== DATA RECORDS

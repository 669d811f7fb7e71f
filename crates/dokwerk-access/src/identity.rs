// SPDX-License-Identifier: PMPL-1.0-or-later
// Copyright (c) 2026 Jonathan D.A. Jewell (hyperpolymath) <jonathan.jewell@open.ac.uk>
//
// API-key directory — resolves a credential to a user id.
//
// Keys are never stored in the clear; the `users` table holds the SHA-256 of
// each key. Key issuance is left to the operator.
//
// Schema:
//   users(
//     id         INTEGER PRIMARY KEY AUTOINCREMENT,
//     name       TEXT NOT NULL,
//     key_hash   TEXT NOT NULL UNIQUE,  -- hex SHA-256 of the API key
//     created_at TEXT NOT NULL          -- ISO 8601
//   )

use std::path::Path;
use std::sync::{Mutex, MutexGuard};

use chrono::Utc;
use dokwerk_core::error::{DokwerkError, Result};
use dokwerk_core::types::UserId;
use rusqlite::{Connection, OptionalExtension, params};
use sha2::{Digest, Sha256};
use tracing::{debug, info, instrument};

/// Lowercase hex SHA-256 of an API key.
pub fn hash_key(key: &str) -> String {
    let mut hasher = Sha256::new();
    hasher.update(key.as_bytes());
    hex::encode(hasher.finalize())
}

fn db_err(e: rusqlite::Error) -> DokwerkError {
    DokwerkError::Database(e.to_string())
}

const SCHEMA: &str = "
    CREATE TABLE IF NOT EXISTS users (
        id         INTEGER PRIMARY KEY AUTOINCREMENT,
        name       TEXT NOT NULL,
        key_hash   TEXT NOT NULL UNIQUE,
        created_at TEXT NOT NULL
    );
";

/// Strip an optional `Bearer ` scheme and surrounding whitespace.
fn bare_key(credential: &str) -> &str {
    let trimmed = credential.trim();
    trimmed
        .strip_prefix("Bearer ")
        .map(str::trim)
        .unwrap_or(trimmed)
}

pub struct ApiKeyDirectory {
    conn: Mutex<Connection>,
}

impl ApiKeyDirectory {
    #[instrument(skip_all, fields(path = %path.as_ref().display()))]
    pub fn open(path: impl AsRef<Path>) -> Result<Self> {
        let conn = Connection::open(path).map_err(db_err)?;
        conn.execute_batch("PRAGMA journal_mode = WAL; PRAGMA busy_timeout = 5000;")
            .map_err(db_err)?;
        conn.execute_batch(SCHEMA).map_err(db_err)?;
        debug!("key directory opened");
        Ok(Self {
            conn: Mutex::new(conn),
        })
    }

    pub fn open_in_memory() -> Result<Self> {
        let conn = Connection::open_in_memory().map_err(db_err)?;
        conn.execute_batch(SCHEMA).map_err(db_err)?;
        Ok(Self {
            conn: Mutex::new(conn),
        })
    }

    fn lock(&self) -> Result<MutexGuard<'_, Connection>> {
        self.conn
            .lock()
            .map_err(|_| DokwerkError::Database("key directory connection poisoned".into()))
    }

    /// Register `name` with the API key `key`. Fails if the key is empty or
    /// already assigned.
    #[instrument(skip(self, key))]
    pub fn add_user(&self, name: &str, key: &str) -> Result<UserId> {
        let key = bare_key(key);
        if key.is_empty() {
            return Err(DokwerkError::InvalidParameter("API key must not be empty".into()));
        }
        if name.trim().is_empty() {
            return Err(DokwerkError::InvalidParameter("user name must not be empty".into()));
        }

        let conn = self.lock()?;
        conn.execute(
            "INSERT INTO users (name, key_hash, created_at) VALUES (?1, ?2, ?3)",
            params![name.trim(), hash_key(key), Utc::now().to_rfc3339()],
        )
        .map_err(|e| match e {
            rusqlite::Error::SqliteFailure(err, _)
                if err.code == rusqlite::ErrorCode::ConstraintViolation =>
            {
                DokwerkError::InvalidParameter("API key is already assigned".into())
            }
            other => db_err(other),
        })?;

        let id = UserId(conn.last_insert_rowid());
        info!(user = %id, "user registered");
        Ok(id)
    }

    /// Resolve a credential (`Bearer <key>` or a bare key) to its user.
    #[instrument(skip_all)]
    pub fn resolve(&self, credential: &str) -> Result<UserId> {
        let key = bare_key(credential);
        if key.is_empty() {
            return Err(DokwerkError::Unauthenticated("API key required".into()));
        }

        let conn = self.lock()?;
        let id: Option<i64> = conn
            .query_row(
                "SELECT id FROM users WHERE key_hash = ?1",
                params![hash_key(key)],
                |row| row.get(0),
            )
            .optional()
            .map_err(db_err)?;

        match id {
            Some(id) => {
                debug!(user = id, "credential resolved");
                Ok(UserId(id))
            }
            None => Err(DokwerkError::Unauthenticated("invalid API key".into())),
        }
    }

    /// Display name of `user`, if registered.
    pub fn name_of(&self, user: UserId) -> Result<Option<String>> {
        let conn = self.lock()?;
        conn.query_row(
            "SELECT name FROM users WHERE id = ?1",
            params![user.0],
            |row| row.get(0),
        )
        .optional()
        .map_err(db_err)
    }

    pub fn user_count(&self) -> Result<u64> {
        let conn = self.lock()?;
        let count: i64 = conn
            .query_row("SELECT COUNT(*) FROM users", [], |row| row.get(0))
            .map_err(db_err)?;
        Ok(count.max(0) as u64)
    }
}

#[cfg(test)]
mod tests {
    use super::*;

    #[test]
    fn hash_known_value() {
        // SHA-256("hello")
        let expected = "2cf24dba5fb0a30e26e83b2ac5b9e29e1b161e5c1fa7425e73043362938b9824";
        assert_eq!(hash_key("hello"), expected);
    }

    #[test]
    fn resolves_bearer_and_bare_keys() {
        let dir = ApiKeyDirectory::open_in_memory().unwrap();
        let id = dir.add_user("alice", "API_0f3a9c").unwrap();

        assert_eq!(dir.resolve("API_0f3a9c").unwrap(), id);
        assert_eq!(dir.resolve("Bearer API_0f3a9c").unwrap(), id);
        assert_eq!(dir.resolve("  Bearer   API_0f3a9c ").unwrap(), id);
        assert_eq!(dir.name_of(id).unwrap().as_deref(), Some("alice"));
    }

    #[test]
    fn unknown_or_missing_keys_are_unauthenticated() {
        let dir = ApiKeyDirectory::open_in_memory().unwrap();
        dir.add_user("alice", "API_1").unwrap();

        for credential in ["", "Bearer ", "API_2"] {
            let err = dir.resolve(credential).unwrap_err();
            assert!(matches!(err, DokwerkError::Unauthenticated(_)), "{credential:?}");
            assert_eq!(err.kind().status_code(), 401);
        }
    }

    #[test]
    fn keys_are_unique_and_hashed() {
        let dir = ApiKeyDirectory::open_in_memory().unwrap();
        dir.add_user("alice", "API_dup").unwrap();
        let err = dir.add_user("bob", "API_dup").unwrap_err();
        assert!(matches!(err, DokwerkError::InvalidParameter(_)));
        assert_eq!(dir.user_count().unwrap(), 1);

        let conn = dir.lock().unwrap();
        let stored: String = conn
            .query_row("SELECT key_hash FROM users", [], |row| row.get(0))
            .unwrap();
        assert_eq!(stored, hash_key("API_dup"));
    }

    #[test]
    fn directory_persists_across_reopen() {
        let tmp = tempfile::tempdir().unwrap();
        let path = tmp.path().join("keys.db");
        let id = ApiKeyDirectory::open(&path).unwrap().add_user("carol", "API_c").unwrap();
        assert_eq!(ApiKeyDirectory::open(&path).unwrap().resolve("API_c").unwrap(), id);
    }
}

====

Those lines of the records that contain the string "expected" should be identified and copied.

        let expected = "2cf24dba5fb0a30e26e83b2ac5b9e29e1b161e5c1fa7425e73043362938b9824";
        assert_eq!(hash_key("hello"), expected);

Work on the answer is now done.